There are two treatments that can be used: - Remove the whole
Age column so that there won’t be less rows. - Remove the
rows with missing values in Age column so that it could
still be used in the analysis.
titanic_no_age <- titanic %>%
select(-Age)
titanic_clean <- na.omit(titanic) # Only rows with missing values removed
colSums(is.na(titanic_no_age))
## Survived Pclass Name Sex SibSp Parch Ticket Fare
## 0 0 0 0 0 0 0 0
## Cabin Embarked
## 0 0
colSums(is.na(titanic_clean))
## Survived Pclass Name Sex Age SibSp Parch Ticket
## 0 0 0 0 0 0 0 0
## Fare Cabin Embarked
## 0 0 0
glimpse(titanic_no_age)
## Rows: 891
## Columns: 10
## $ Survived <fct> 0, 1, 1, 1, 0, 0, 0, 0, 1, 1, 1, 1, 0, 0, 0, 1, 0, 1, 0, 1, 0…

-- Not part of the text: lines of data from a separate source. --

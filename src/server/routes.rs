use crate::errors::{SimError, SimResult};
use crate::feeds::{normalize_ticker, Quote};
use crate::payoff::summary::summarize_legs;
use crate::payoff::{OptionLegInput, PayoffResult};
use crate::state::AppState;
use axum::extract::rejection::JsonRejection;
use axum::extract::{Query, State};
use axum::response::Json;
use std::sync::Arc;

#[derive(Debug, serde::Deserialize)]
pub struct StockDataQuery {
    pub ticker: Option<String>,
}

#[derive(Debug, serde::Deserialize)]
pub struct SimulateRequest {
    #[serde(default)]
    pub ticker: Option<String>,
    #[serde(default)]
    pub options: Option<Vec<OptionLegInput>>,
    /// Echoed back as sent (any JSON number); it does not enter the payoff arithmetic.
    #[serde(default)]
    pub expiration_days: Option<serde_json::Number>,
}

#[derive(Debug, serde::Serialize)]
pub struct SimulateResponse {
    pub ticker: String,
    pub current_price: f64,
    pub expiration_days: serde_json::Number,
    pub results: Vec<PayoffResult>,
}

/// GET /api/stock-data -- latest quote for one ticker
pub async fn get_stock_data(
    State(state): State<Arc<AppState>>,
    Query(params): Query<StockDataQuery>,
) -> SimResult<Json<Quote>> {
    let ticker = normalize_ticker(params.ticker.as_deref().unwrap_or(&state.config.default_ticker))?;
    tracing::info!(ticker = %ticker, "fetching stock data");

    let quote = state
        .provider
        .fetch_quote(&ticker)
        .await
        .map_err(|e| log_failure(&ticker, e))?;

    tracing::info!(ticker = %ticker, price = quote.current_price, "stock data fetched");
    Ok(Json(quote))
}

/// POST /api/simulate -- expiration summary for each submitted put leg
pub async fn simulate(
    State(state): State<Arc<AppState>>,
    payload: Result<Json<SimulateRequest>, JsonRejection>,
) -> SimResult<Json<SimulateResponse>> {
    let Json(req) = payload.map_err(|e| {
        tracing::warn!(error = %e, "rejected simulate body");
        SimError::Validation("Invalid JSON body".into())
    })?;

    let ticker = normalize_ticker(req.ticker.as_deref().unwrap_or(&state.config.default_ticker))?;
    let expiration_days = req
        .expiration_days
        .unwrap_or_else(|| state.config.default_expiration_days.into());
    let options = req.options.unwrap_or_default();

    tracing::info!(ticker = %ticker, legs = options.len(), "simulating options");

    if options.is_empty() {
        tracing::warn!(ticker = %ticker, "no options provided");
        return Err(SimError::Validation("No options provided".into()));
    }

    let current_price = state
        .provider
        .latest_price(&ticker)
        .await
        .map_err(|e| log_failure(&ticker, e))?;

    tracing::info!(ticker = %ticker, price = current_price, "current price resolved");

    let results = summarize_legs(current_price, &options);
    if results.len() < options.len() {
        tracing::debug!(
            ticker = %ticker,
            skipped = options.len() - results.len(),
            "skipped incomplete legs"
        );
    }

    Ok(Json(SimulateResponse {
        ticker,
        current_price,
        expiration_days,
        results,
    }))
}

/// GET /api/health
pub async fn health(State(state): State<Arc<AppState>>) -> Json<serde_json::Value> {
    Json(serde_json::json!({
        "status": "ok",
        "provider": state.provider.id(),
    }))
}

fn log_failure(ticker: &str, e: SimError) -> SimError {
    match &e {
        SimError::NotFound(_) => tracing::warn!(ticker = %ticker, "no data for ticker"),
        _ => tracing::error!(ticker = %ticker, error = %e, transient = e.is_transient(), "price fetch failed"),
    }
    e
}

## $ Pclass <fct> 3, 1, 3, 1, 3, 3, 1, 3, 3, 2, 3, 1, 3, 3, 3, 2, 3, 2, 3, 3, 2…
## $ Name <chr> "Braund, Mr. Owen Harris", "Cumings, Mrs. John Bradley (Flore…

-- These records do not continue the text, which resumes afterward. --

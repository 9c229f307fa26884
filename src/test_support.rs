//! Local HTTP/1.1 responder for exercising the Yahoo clients without the network.

use std::sync::{Arc, Mutex};
use std::time::Duration;
use tokio::io::{AsyncReadExt, AsyncWriteExt};
use tokio::net::TcpListener;

pub enum StubResponse {
    Reply {
        status: u16,
        headers: Vec<(String, String)>,
        body: String,
    },
    /// Accept the request and never answer.
    Stall,
}

impl StubResponse {
    pub fn status(status: u16, body: &str) -> Self {
        Self::Reply {
            status,
            headers: Vec::new(),
            body: body.to_string(),
        }
    }

    pub fn json(body: &str) -> Self {
        Self::status(200, body).with_header("content-type", "application/json")
    }

    pub fn with_header(self, name: &str, value: &str) -> Self {
        match self {
            Self::Reply { status, mut headers, body } => {
                headers.push((name.to_string(), value.to_string()));
                Self::Reply { status, headers, body }
            }
            Self::Stall => Self::Stall,
        }
    }
}

pub struct StubServer {
    pub base: String,
    /// Raw request heads (request line + headers), lowercased, in arrival order.
    pub requests: Arc<Mutex<Vec<String>>>,
}

impl StubServer {
    pub fn url(&self, path: &str) -> String {
        format!("{}{path}", self.base)
    }

    pub fn requests(&self) -> Vec<String> {
        self.requests.lock().unwrap().clone()
    }
}

/// Serve every connection with `handler(request_target)` until the test runtime shuts down.
pub async fn spawn<F>(handler: F) -> StubServer
where
    F: Fn(&str) -> StubResponse + Send + Sync + 'static,
{
    let listener = TcpListener::bind("127.0.0.1:0").await.unwrap();
    let addr = listener.local_addr().unwrap();
    let requests = Arc::new(Mutex::new(Vec::new()));
    let handler = Arc::new(handler);

    let log = requests.clone();
    tokio::spawn(async move {
        while let Ok((mut socket, _)) = listener.accept().await {
            let handler = handler.clone();
            let log = log.clone();
            tokio::spawn(async move {
                let mut head = Vec::new();
                let mut chunk = [0u8; 1024];
                while !head.windows(4).any(|w| w == b"\r\n\r\n") {
                    match socket.read(&mut chunk).await {
                        Ok(0) | Err(_) => return,
                        Ok(n) => head.extend_from_slice(&chunk[..n]),
                    }
                }
                let head = String::from_utf8_lossy(&head).to_string();
                let target = head.split_whitespace().nth(1).unwrap_or("/").to_string();
                log.lock().unwrap().push(head.to_ascii_lowercase());

                match (handler.as_ref())(&target) {
                    StubResponse::Stall => {
                        tokio::time::sleep(Duration::from_secs(60)).await;
                        drop(socket);
                    }
                    StubResponse::Reply { status, headers, body } => {
                        let mut out = format!(
                            "HTTP/1.1 {status} Stub\r\ncontent-length: {}\r\nconnection: close\r\n",
                            body.len()
                        );
                        for (name, value) in headers {
                            out.push_str(&format!("{name}: {value}\r\n"));
                        }
                        out.push_str("\r\n");
                        out.push_str(&body);
                        let _ = socket.write_all(out.as_bytes()).await;
                        let _ = socket.shutdown().await;
                    }
                }
            });
        }
    });

    StubServer {
        base: format!("http://{addr}"),
        requests,
    }
}

/// Minimal v8 chart payload with one close and a live market price.
pub fn chart_body(price: f64) -> String {
    format!(
        r#"{{"chart": {{"result": [{{
            "meta": {{"shortName": "Stub Corp", "regularMarketPrice": {price}}},
            "timestamp": [1704205800],
            "indicators": {{"quote": [{{"close": [{price}]}}]}}
        }}], "error": null}}}}"#
    )
}

pub fn client(timeout: Duration) -> reqwest::Client {
    reqwest::Client::builder().timeout(timeout).build().unwrap()
}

## $ Sex <fct> male, female, female, female, male, male, male, male, female,…
## $ SibSp <fct> 1, 1, 0, 1, 0, 0, 0, 3, 0, 1, 1, 0, 0, 1, 0, 0, 4, 0, 1, 0, 0…
## $ Parch <fct> 0, 0, 0, 0, 0, 0, 0, 1, 2, 0, 1, 0, 0, 5, 0, 0, 1, 0, 0, 0, 0…
## $ Ticket <chr> "A/5 21171", "PC 17599", "STON/O2. 3101282", "113803", "37345…
## $ Fare <dbl> 7.2500, 71.2833, 7.9250, 53.1000, 8.0500, 8.4583, 51.8625, 21…
## $ Cabin <chr> "", "C85", "", "C123", "", "", "E46", "", "", "", "G6", "C103…
## $ Embarked <fct> S, C, S, S, S, Q, S, S, S, C, S, S, S, S, S, S, Q, S, S, C, S…
Brief Overview of the data
summary(titanic_no_age)
## Survived Pclass Name Sex SibSp Parch
## 0:549 1:216 Length:891 female:314 0:608 0:678
## 1:342 2:184 Class :character male :577 1:209 1:118
## 3:491 Mode :character 2: 28 2: 80
## 3: 16 3: 5
## 4: 18 4: 4
## 5: 5 5: 5
## 8: 7 6: 1
## Ticket Fare Cabin Embarked
## Length:891 Min. : 0.00 Length:891 : 2
## Class :character 1st Qu.: 7.91 Class :character C:168
## Mode :character Median : 14.45 Mode :character Q: 77
## Mean : 32.20 S:644
## 3rd Qu.: 31.00
## Max. :512.33
##
summary(titanic_clean)
## Survived Pclass Name Sex Age SibSp
## 0:424 1:186 Length:714 female:261 Min. : 0.42 0:471
## 1:290 2:173 Class :character male :453 1st Qu.:20.12 1:183
## 3:355 Mode :character Median :28.00 2: 25
## Mean :29.70 3: 12
## 3rd Qu.:38.00 4: 18
## Max. :80.00 5: 5
## 8: 0
## Parch Ticket Fare Cabin Embarked
## 0:521 Length:714 Min. : 0.00 Length:714 : 2
## 1:110 Class :character 1st Qu.: 8.05 Class :character C:130
## 2: 68 Mode :character Median : 15.74 Mode :character Q: 28
## 3: 5 Mean : 34.69 S:554
## 4: 4 3rd Qu.: 33.38
## 5: 5 Max. :512.33
## 6: 1
hist(titanic_clean$Fare, breaks=20)
From the Fare histogram, it can be observed that as the
Fare (ticket price) value increases, the frequency of
passengers with such fares tends to decrease. This indicates that the
majority of passengers purchased tickets at lower prices, while tickets
with higher prices were less commonly purchased
boxplot(titanic_clean$Fare)
According to the boxplot shown, there is a noticeable presence of
outliers above the maximum value, particularly in the “Fare” variable.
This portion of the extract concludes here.